International Women’s Day (IWD) 2015 is celebrated globally on the 8th of March. Admittedly I only came to know this last month, as I was invited by the AIBC (Australia India Business Council) Sydney Women in Business Chapter to hear Kiran Mazumdar-Shaw speak on the occasion of IWD. Otherwise with a diary full of deadlines and appointments, the day would have come and gone. You should know that Kiran Mazumdar-Shaw is the Chairwoman and Managing Director of Biocon Limited and was named Time Magazine’s, ‘100 most influential people in the world’ and made the Forbes list of, ‘100 most powerful women globally’.
So what is IWD all about? Celebrated since the 1900’s starting in America, IWD is a day to rejoice how far women have come and an acknowledgement of how much further we need to go. There is no question amongst men and women that there is still a distance to go in both developed and developing countries for women.

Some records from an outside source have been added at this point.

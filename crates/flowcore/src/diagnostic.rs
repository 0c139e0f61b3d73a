use crate::error::{GraphError, ResolveError};
use serde::{Deserialize, Serialize};
use std::fmt;

/// Stable identifiers for the non-fatal problems a graph pass can report.
#[derive(Debug, Clone, Copy, PartialEq, Eq, Hash, Serialize, Deserialize)]
#[serde(rename_all = "SCREAMING_SNAKE_CASE")]
pub enum DiagnosticCode {
    UnresolvableConnection,
    BrokenPortMapping,
    DanglingPortReference,
    AmbiguousPassThru,
    /// An exposed port has no external connection to bridge.
    NoExternalConnection,
    InvalidPassThru,
    InvalidConnection,
    DuplicateId,
}

impl DiagnosticCode {
    pub fn as_str(&self) -> &'static str {
        match self {
            DiagnosticCode::UnresolvableConnection => "UNRESOLVABLE_CONNECTION",
            DiagnosticCode::BrokenPortMapping => "BROKEN_PORT_MAPPING",
            DiagnosticCode::DanglingPortReference => "DANGLING_PORT_REFERENCE",
            DiagnosticCode::AmbiguousPassThru => "AMBIGUOUS_PASS_THRU",
            DiagnosticCode::NoExternalConnection => "NO_EXTERNAL_CONNECTION",
            DiagnosticCode::InvalidPassThru => "INVALID_PASS_THRU",
            DiagnosticCode::InvalidConnection => "INVALID_CONNECTION",
            DiagnosticCode::DuplicateId => "DUPLICATE_ID",
        }
    }
}

impl fmt::Display for DiagnosticCode {
    fn fmt(&self, f: &mut fmt::Formatter<'_>) -> fmt::Result {
        f.write_str(self.as_str())
    }
}

#[derive(Debug, Clone, Copy, PartialEq, Eq, Serialize, Deserialize)]
#[serde(rename_all = "lowercase")]
pub enum Severity {
    /// The affected element was skipped; the rest of the output is usable.
    Warning,
    /// The graph breaks a structural invariant.
    Error,
}

/// A typed, non-fatal problem returned alongside partial results.
#[derive(Debug, Clone, PartialEq, Serialize, Deserialize)]
pub struct Diagnostic {
    pub code: DiagnosticCode,
    pub severity: Severity,
    /// Id of the offending connection, node or port.
    pub subject_id: String,
    pub message: String,
}

impl Diagnostic {
    pub fn new(
        code: DiagnosticCode,
        severity: Severity,
        subject_id: impl Into<String>,
        message: impl Into<String>,
    ) -> Self {
        Self {
            code,
            severity,
            subject_id: subject_id.into(),
            message: message.into(),
        }
    }

    pub fn warning(
        code: DiagnosticCode,
        subject_id: impl Into<String>,
        message: impl Into<String>,
    ) -> Self {
        Self::new(code, Severity::Warning, subject_id, message)
    }

    pub fn error(
        code: DiagnosticCode,
        subject_id: impl Into<String>,
        message: impl Into<String>,
    ) -> Self {
        Self::new(code, Severity::Error, subject_id, message)
    }

    pub fn is_error(&self) -> bool {
        self.severity == Severity::Error
    }
}

impl fmt::Display for Diagnostic {
    fn fmt(&self, f: &mut fmt::Formatter<'_>) -> fmt::Result {
        write!(f, "{} [{}]: {}", self.code, self.subject_id, self.message)
    }
}

impl From<&ResolveError> for Diagnostic {
    fn from(err: &ResolveError) -> Self {
        match err {
            ResolveError::UnresolvableConnection { connection_id, .. } => Diagnostic::warning(
                DiagnosticCode::UnresolvableConnection,
                connection_id.clone(),
                err.to_string(),
            ),
            ResolveError::BrokenPortMapping {
                graph_node_id,
                port_name,
                ..
            } => Diagnostic::warning(
                DiagnosticCode::BrokenPortMapping,
                format!("{}.{}", graph_node_id, port_name),
                err.to_string(),
            ),
            ResolveError::AmbiguousPassThru {
                graph_node_id,
                port_name,
                ..
            } => Diagnostic::warning(
                DiagnosticCode::AmbiguousPassThru,
                format!("{}.{}", graph_node_id, port_name),
                err.to_string(),
            ),
            ResolveError::NoExternalConnection {
                graph_node_id,
                port_name,
            } => Diagnostic::warning(
                DiagnosticCode::NoExternalConnection,
                format!("{}.{}", graph_node_id, port_name),
                err.to_string(),
            ),
        }
    }
}

impl From<&GraphError> for Diagnostic {
    fn from(err: &GraphError) -> Self {
        let (code, subject) = match err {
            GraphError::DuplicateId { id, .. } => (DiagnosticCode::DuplicateId, id.clone()),
            GraphError::InvalidConnection { connection_id, .. }
            | GraphError::InvalidCapacity { connection_id, .. } => {
                (DiagnosticCode::InvalidConnection, connection_id.clone())
            }
            GraphError::PortNotFound { node_id, port_id } => (
                DiagnosticCode::DanglingPortReference,
                format!("{}.{}", node_id, port_id),
            ),
            GraphError::InvalidPortMapping {
                graph_node_id,
                port_name,
                ..
            } => (
                DiagnosticCode::BrokenPortMapping,
                format!("{}.{}", graph_node_id, port_name),
            ),
            GraphError::NodeNotFound(id)
            | GraphError::ConnectionNotFound(id)
            | GraphError::NotAGraphNode(id) => (DiagnosticCode::InvalidConnection, id.clone()),
        };
        Diagnostic::error(code, subject, err.to_string())
    }
}

/// Counts diagnostics by severity, for summaries.
pub fn count_errors(diagnostics: &[Diagnostic]) -> usize {
    diagnostics.iter().filter(|d| d.is_error()).count()
}
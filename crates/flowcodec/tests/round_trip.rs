// crates/flowcodec/tests/round_trip.rs

mod common;

use common::*;
use flowcodec::{deserialize, serialize, serialize_with, WriterOptions};
use flowcore::{
    CodeNode, CodeNodeType, Connection, ControlConfig, FlowGraph, GraphNode, Node, ScopeResolver,
};
use pretty_assertions::assert_eq;
use proptest::prelude::*;

#[test]
fn test_kitchen_sink_round_trips_exactly() {
    init_tracing();
    let graph = kitchen_sink();

    let text = serialize(&graph);
    let parsed = deserialize(&text).unwrap();

    assert_eq!(parsed, graph);
    assert_eq!(parsed.stats().max_depth, 6);
}

#[test]
fn test_round_trip_is_stable_text() {
    let text = serialize(&kitchen_sink());
    let again = serialize(&deserialize(&text).unwrap());

    assert_eq!(again, text);
}

#[test]
fn test_compact_output_still_round_trips() {
    let graph = kitchen_sink();
    let options = WriterOptions {
        indent: 2,
        emit_defaults: false,
    };

    let text = serialize_with(&graph, &options);

    assert!(!text.contains("state IDLE"));
    assert!(!text.contains("type CUSTOM"));
    assert_eq!(deserialize(&text).unwrap(), graph);
}

#[test]
fn test_writer_layout() {
    let graph = FlowGraph::new("Tiny")
        .with_id("Tiny")
        .with_node(
            CodeNode::new("Source", CodeNodeType::Generator)
                .with_id("Source")
                .with_output("out", "Int"),
        )
        .with_node(
            CodeNode::new("Sink", CodeNodeType::Sink)
                .with_id("Sink")
                .with_input("in", "Int"),
        )
        .with_connection(
            Connection::new("Source", "Source.out.out", "Sink", "Sink.in.in")
                .with_id(Connection::derived_id("Source", "Source.out.out", "Sink", "Sink.in.in"))
                .with_capacity(5),
        );
    let options = WriterOptions {
        indent: 2,
        emit_defaults: false,
    };

    let expected = r#"format 2
flowGraph "Tiny" version "1.0.0" {
  codeNode "Source" {
    type GENERATOR
    output "out" : "Int"
  }
  codeNode "Sink" {
    type SINK
    input "in" : "Int"
  }
  connect "Source" "Source.out.out" -> "Sink" "Sink.in.in" {
    capacity 5
  }
}
"#;
    assert_eq!(serialize_with(&graph, &options), expected);
}

#[test]
fn test_segments_survive_round_trip() {
    let graph = kitchen_sink();
    let parsed = deserialize(&serialize(&graph)).unwrap();

    let before = ScopeResolver::new(&graph).resolve_all();
    let after = ScopeResolver::new(&parsed).resolve_all();

    assert_eq!(before, after);
    assert_eq!(before.segments_for("feed").map(|s| s.len()), Some(6));
}

#[test]
fn test_control_limits_round_trip() {
    let graph = FlowGraph::new("Limits").with_node(
        CodeNode::new("Throttled", CodeNodeType::Filter).with_control_config(ControlConfig {
            pause_buffer_size: u32::MAX,
            speed_attenuation: u32::MAX,
            ..ControlConfig::default()
        }),
    );

    let text = serialize(&graph);

    assert!(text.contains("pauseBufferSize 4294967295"));
    assert_eq!(deserialize(&text).unwrap(), graph);
}

#[test]
fn test_dangling_port_reference_survives_round_trip() {
    // "out" and "in" are port names, not the ids those ports carry.
    let graph = FlowGraph::new("Dangling")
        .with_node(
            CodeNode::new("src", CodeNodeType::Generator)
                .with_id("src")
                .with_output("out", "Int"),
        )
        .with_node(
            CodeNode::new("dst", CodeNodeType::Sink)
                .with_id("dst")
                .with_input("in", "Int"),
        )
        .with_connection(Connection::new("src", "out", "dst", "in").with_id("loose"));

    let parsed = deserialize(&serialize(&graph)).unwrap();

    assert_eq!(parsed, graph);
    assert_eq!(parsed.connections[0].source_port_id, "out");
    let diagnostics = ScopeResolver::new(&parsed).resolve_all().diagnostics;
    assert_eq!(diagnostics.len(), 1);
    assert_eq!(diagnostics[0].subject_id, "loose");
}

// ============================================================================
// Property: counts and port name sets survive for arbitrary shapes
// ============================================================================

fn text_strategy() -> impl Strategy<Value = String> {
    "[a-zA-Z0-9 _.:/\"\\\\\n\t-]{0,16}"
}

/// Builds a chain of `depth` groups, each holding `width` code nodes wired in
/// sequence, with free-form names and configuration values.
fn shaped_graph(depth: usize, width: usize, names: &[String], values: &[String]) -> FlowGraph {
    let pick = |items: &[String], i: usize| {
        items.get(i % items.len().max(1)).cloned().unwrap_or_default()
    };

    let mut inner: Option<Node> = None;
    for level in (0..depth).rev() {
        let mut group = GraphNode::new(pick(names, level)).with_id(format!("g{}", level));
        for i in 0..width {
            let id = format!("g{}n{}", level, i);
            let node = CodeNode::new(pick(names, level + i), CodeNodeType::Transformer)
                .with_id(id.clone())
                .with_config(format!("key.{}", i), pick(values, level * width + i))
                .with_input("in", "Int")
                .with_output("out", "Int");
            group = group.with_child(node);
            if i > 0 {
                let prev = format!("g{}n{}", level, i - 1);
                group = group.with_connection(
                    Connection::new(
                        prev.clone(),
                        format!("{}.out.out", prev),
                        id.clone(),
                        format!("{}.in.in", id),
                    )
                        .with_id(format!("{}->{}", prev, id)),
                );
            }
        }
        if let Some(child) = inner.take() {
            group = group.with_child(child);
        }
        inner = Some(group.into());
    }

    let mut graph = FlowGraph::new(pick(names, 0)).with_id("shaped");
    if let Some(root) = inner {
        graph = graph.with_node(root);
    }
    graph
}

proptest! {
    #[test]
    fn prop_round_trip_preserves_shape(
        depth in 0usize..6,
        width in 1usize..4,
        names in prop::collection::vec(text_strategy(), 1..4),
        values in prop::collection::vec(text_strategy(), 1..6),
    ) {
        let graph = shaped_graph(depth, width, &names, &values);

        let parsed = deserialize(&serialize(&graph)).unwrap();

        prop_assert_eq!(parsed.node_count(), graph.node_count());
        prop_assert_eq!(parsed.connection_count(), graph.connection_count());
        prop_assert_eq!(port_names(&parsed), port_names(&graph));
        prop_assert_eq!(&parsed.name, &graph.name);
        prop_assert_eq!(&parsed.version, &graph.version);
        prop_assert_eq!(&parsed, &graph);
    }
}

The list of registered events (listed on the site) being held in Australia and India tells this future story. For one, at the time of writing this, Australia has scheduled 160 events nationally, 16 being held in Victoria, my home state. There are just 12 events to be found that are registered across the giant landscape that is India. You don’t need a crystal ball to know what work needs to be done here.
On second glance, there are key differences in content. The flavour of Victoria’s events: Women in Business, in Leadership and celebrating break throughs in ICT, Public Office and Entrepreneurship. India’s events are more about grass root issues, dealing with abuse, assault, health and safety, access to education for women and children and finding a voice through writing and the arts. Again, clear as day the stages are different in Women’s Development between these two countries.
You should also know that the theme of IWD 2015 is ‘Make it Happen’ and the colour theme is purple representing justice and dignity, two issues at the heart of women’s equality. Australia and India both have agendas and a roadmap when it comes to women’s progress, albeit vastly different (maybe there is some collaboration that could happen here). The crux is that real development starts with individuals. Wherever you are, whatever your context, set yourself a specific, realistic, achievable goal and ‘Make it Happen’ this year. This is my promise to myself, only when I am standing firm, can I lean over and pull someone else to the stage. Luckily for me, my stage is across Australia and India, so I get to make small but clear differences here, one day a big difference. Are you going to ‘Make it Happen’?
Div Pillay strongly relates to being part of the Indian diaspora. Born and educated in South Africa through an indentured labour legacy, she proudly retains her South Indian roots in Australia where she lives. In Victoria, she raises three children and leads her practice MindTribes in cross cultural performance, supporting clients who work across Australia and India.